DIRECTIONS: Please repeat all the entries. Nothing may differ.

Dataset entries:
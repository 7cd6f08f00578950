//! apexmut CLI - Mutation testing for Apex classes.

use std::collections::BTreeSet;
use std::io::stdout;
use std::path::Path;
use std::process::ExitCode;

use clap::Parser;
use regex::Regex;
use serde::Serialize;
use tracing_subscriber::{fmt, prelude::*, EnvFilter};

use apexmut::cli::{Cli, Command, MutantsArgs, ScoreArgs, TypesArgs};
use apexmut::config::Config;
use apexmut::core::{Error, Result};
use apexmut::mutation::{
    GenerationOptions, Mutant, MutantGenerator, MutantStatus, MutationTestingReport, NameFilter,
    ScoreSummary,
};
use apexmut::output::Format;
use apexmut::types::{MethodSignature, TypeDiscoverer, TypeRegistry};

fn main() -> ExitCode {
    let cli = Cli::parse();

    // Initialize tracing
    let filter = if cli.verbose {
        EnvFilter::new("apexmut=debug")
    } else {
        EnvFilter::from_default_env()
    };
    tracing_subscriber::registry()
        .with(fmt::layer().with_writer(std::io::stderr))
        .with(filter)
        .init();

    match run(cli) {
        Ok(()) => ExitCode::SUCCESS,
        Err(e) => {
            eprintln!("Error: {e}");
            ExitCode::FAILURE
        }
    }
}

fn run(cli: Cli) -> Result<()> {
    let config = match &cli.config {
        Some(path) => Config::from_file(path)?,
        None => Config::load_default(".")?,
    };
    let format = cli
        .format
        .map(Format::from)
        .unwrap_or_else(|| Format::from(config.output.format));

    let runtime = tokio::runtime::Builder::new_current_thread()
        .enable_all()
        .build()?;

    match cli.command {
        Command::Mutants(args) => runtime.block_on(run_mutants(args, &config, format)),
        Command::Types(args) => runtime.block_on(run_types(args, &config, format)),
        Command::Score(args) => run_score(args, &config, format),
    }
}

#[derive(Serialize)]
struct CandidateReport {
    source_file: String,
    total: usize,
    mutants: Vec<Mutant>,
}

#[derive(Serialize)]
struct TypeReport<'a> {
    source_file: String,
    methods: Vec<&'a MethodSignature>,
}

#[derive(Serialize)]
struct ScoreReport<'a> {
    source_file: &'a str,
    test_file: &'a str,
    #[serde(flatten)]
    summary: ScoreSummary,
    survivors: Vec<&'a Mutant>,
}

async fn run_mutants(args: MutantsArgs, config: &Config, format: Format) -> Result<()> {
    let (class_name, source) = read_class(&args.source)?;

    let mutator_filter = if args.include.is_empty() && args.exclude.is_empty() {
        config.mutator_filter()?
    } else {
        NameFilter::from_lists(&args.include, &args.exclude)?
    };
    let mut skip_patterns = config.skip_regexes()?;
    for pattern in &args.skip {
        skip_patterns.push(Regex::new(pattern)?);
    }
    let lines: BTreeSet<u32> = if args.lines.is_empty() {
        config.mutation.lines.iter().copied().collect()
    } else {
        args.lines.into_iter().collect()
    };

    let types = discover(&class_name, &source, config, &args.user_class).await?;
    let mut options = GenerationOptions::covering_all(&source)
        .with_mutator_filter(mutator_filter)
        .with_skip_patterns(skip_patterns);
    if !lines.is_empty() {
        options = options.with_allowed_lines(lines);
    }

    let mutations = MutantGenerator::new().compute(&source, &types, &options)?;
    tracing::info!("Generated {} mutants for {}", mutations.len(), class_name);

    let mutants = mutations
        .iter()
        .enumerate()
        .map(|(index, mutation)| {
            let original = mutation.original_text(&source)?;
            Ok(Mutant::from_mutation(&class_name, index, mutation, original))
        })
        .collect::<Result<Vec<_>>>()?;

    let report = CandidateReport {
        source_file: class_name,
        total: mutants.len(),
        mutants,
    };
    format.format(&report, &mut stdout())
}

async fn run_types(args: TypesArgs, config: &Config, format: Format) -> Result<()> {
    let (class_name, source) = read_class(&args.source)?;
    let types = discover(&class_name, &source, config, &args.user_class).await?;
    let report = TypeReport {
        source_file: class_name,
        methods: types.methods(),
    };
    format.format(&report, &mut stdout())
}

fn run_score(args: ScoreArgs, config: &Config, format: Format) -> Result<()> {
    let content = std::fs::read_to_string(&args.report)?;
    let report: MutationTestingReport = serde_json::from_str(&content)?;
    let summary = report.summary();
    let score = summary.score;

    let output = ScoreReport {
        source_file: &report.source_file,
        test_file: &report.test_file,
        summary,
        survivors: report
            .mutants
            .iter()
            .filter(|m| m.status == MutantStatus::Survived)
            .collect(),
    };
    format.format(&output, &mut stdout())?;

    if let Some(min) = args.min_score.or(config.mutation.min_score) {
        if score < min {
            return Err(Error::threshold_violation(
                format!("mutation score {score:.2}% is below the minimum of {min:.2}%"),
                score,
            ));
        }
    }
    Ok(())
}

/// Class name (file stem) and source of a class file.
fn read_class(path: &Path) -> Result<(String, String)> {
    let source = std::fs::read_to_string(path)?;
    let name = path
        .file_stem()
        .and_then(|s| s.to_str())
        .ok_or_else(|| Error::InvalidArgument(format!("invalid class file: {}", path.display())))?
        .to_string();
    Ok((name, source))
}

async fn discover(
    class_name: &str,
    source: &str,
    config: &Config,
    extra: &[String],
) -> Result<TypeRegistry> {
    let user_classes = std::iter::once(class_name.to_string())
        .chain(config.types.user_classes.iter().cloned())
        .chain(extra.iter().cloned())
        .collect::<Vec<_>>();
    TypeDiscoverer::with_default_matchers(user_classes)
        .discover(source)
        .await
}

TASK OUTPUT:
repository 7cd6f08f00578950
//! apexmut CLI - Mutation testing for Apex classes.

use std::collections::BTreeSet;
use std::io::stdout;
use std::path::Path;
use std::process::ExitCode;

use clap::Parser;
use regex::Regex;
use serde::Serialize;
use tracing_subscriber::{fmt, prelude::*, EnvFilter};

use apexmut::cli::{Cli, Command, MutantsArgs, ScoreArgs, TypesArgs};
use apexmut::config::Config;
use apexmut::core::{Error, Result};
use apexmut::mutation::{
    GenerationOptions, Mutant, MutantGenerator, MutantStatus, MutationTestingReport, NameFilter,
    ScoreSummary,
};
use apexmut::output::Format;
use apexmut::types::{MethodSignature, TypeDiscoverer, TypeRegistry};

fn main() -> ExitCode {
    let cli = Cli::parse();

    // Initialize tracing
    let filter = if cli.verbose {
        EnvFilter::new("apexmut=debug")
    } else {
        EnvFilter::from_default_env()
    };
    tracing_subscriber::registry()
        .with(fmt::layer().with_writer(std::io::stderr))
        .with(filter)
        .init();

    match run(cli) {
        Ok(()) => ExitCode::SUCCESS,
        Err(e) => {
            eprintln!("Error: {e}");
            ExitCode::FAILURE
        }
    }
}

fn run(cli: Cli) -> Result<()> {
    let config = match &cli.config {
        Some(path) => Config::from_file(path)?,
        None => Config::load_default(".")?,
    };
    let format = cli
        .format
        .map(Format::from)
        .unwrap_or_else(|| Format::from(config.output.format));

    let runtime = tokio::runtime::Builder::new_current_thread()
        .enable_all()
        .build()?;

    match cli.command {
        Command::Mutants(args) => runtime.block_on(run_mutants(args, &config, format)),
        Command::Types(args) => runtime.block_on(run_types(args, &config, format)),
        Command::Score(args) => run_score(args, &config, format),
    }
}

#[derive(Serialize)]
struct CandidateReport {
    source_file: String,
    total: usize,
    mutants: Vec<Mutant>,
}

#[derive(Serialize)]
struct TypeReport<'a> {
    source_file: String,
    methods: Vec<&'a MethodSignature>,
}

#[derive(Serialize)]
struct ScoreReport<'a> {
    source_file: &'a str,
    test_file: &'a str,
    #[serde(flatten)]
    summary: ScoreSummary,
    survivors: Vec<&'a Mutant>,
}

async fn run_mutants(args: MutantsArgs, config: &Config, format: Format) -> Result<()> {
    let (class_name, source) = read_class(&args.source)?;

    let mutator_filter = if args.include.is_empty() && args.exclude.is_empty() {
        config.mutator_filter()?
    } else {
        NameFilter::from_lists(&args.include, &args.exclude)?
    };
    let mut skip_patterns = config.skip_regexes()?;
    for pattern in &args.skip {
        skip_patterns.push(Regex::new(pattern)?);
    }
    let lines: BTreeSet<u32> = if args.lines.is_empty() {
        config.mutation.lines.iter().copied().collect()
    } else {
        args.lines.into_iter().collect()
    };

    let types = discover(&class_name, &source, config, &args.user_class).await?;
    let mut options = GenerationOptions::covering_all(&source)
        .with_mutator_filter(mutator_filter)
        .with_skip_patterns(skip_patterns);
    if !lines.is_empty() {
        options = options.with_allowed_lines(lines);
    }

    let mutations = MutantGenerator::new().compute(&source, &types, &options)?;
    tracing::info!("Generated {} mutants for {}", mutations.len(), class_name);

    let mutants = mutations
        .iter()
        .enumerate()
        .map(|(index, mutation)| {
            let original = mutation.original_text(&source)?;
            Ok(Mutant::from_mutation(&class_name, index, mutation, original))
        })
        .collect::<Result<Vec<_>>>()?;

    let report = CandidateReport {
        source_file: class_name,
        total: mutants.len(),
        mutants,
    };
    format.format(&report, &mut stdout())
}

async fn run_types(args: TypesArgs, config: &Config, format: Format) -> Result<()> {
    let (class_name, source) = read_class(&args.source)?;
    let types = discover(&class_name, &source, config, &args.user_class).await?;
    let report = TypeReport {
        source_file: class_name,
        methods: types.methods(),
    };
    format.format(&report, &mut stdout())
}

fn run_score(args: ScoreArgs, config: &Config, format: Format) -> Result<()> {
    let content = std::fs::read_to_string(&args.report)?;
    let report: MutationTestingReport = serde_json::from_str(&content)?;
    let summary = report.summary();
    let score = summary.score;

    let output = ScoreReport {
        source_file: &report.source_file,
        test_file: &report.test_file,
        summary,
        survivors: report
            .mutants
            .iter()
            .filter(|m| m.status == MutantStatus::Survived)
            .collect(),
    };
    format.format(&output, &mut stdout())?;

    if let Some(min) = args.min_score.or(config.mutation.min_score) {
        if score < min {
            return Err(Error::threshold_violation(
                format!("mutation score {score:.2}% is below the minimum of {min:.2}%"),
                score,
            ));
        }
    }
    Ok(())
}

/// Class name (file stem) and source of a class file.
fn read_class(path: &Path) -> Result<(String, String)> {
    let source = std::fs::read_to_string(path)?;
    let name = path
        .file_stem()
        .and_then(|s| s.to_str())
        .ok_or_else(|| Error::InvalidArgument(format!("invalid class file: {}", path.display())))?
        .to_string();
    Ok((name, source))
}

async fn discover(
    class_name: &str,
    source: &str,
    config: &Config,
    extra: &[String],
) -> Result<TypeRegistry> {
    let user_classes = std::iter::once(class_name.to_string())
        .chain(config.types.user_classes.iter().cloned())
        .chain(extra.iter().cloned())
        .collect::<Vec<_>>();
    TypeDiscoverer::with_default_matchers(user_classes)
        .discover(source)
        .await
}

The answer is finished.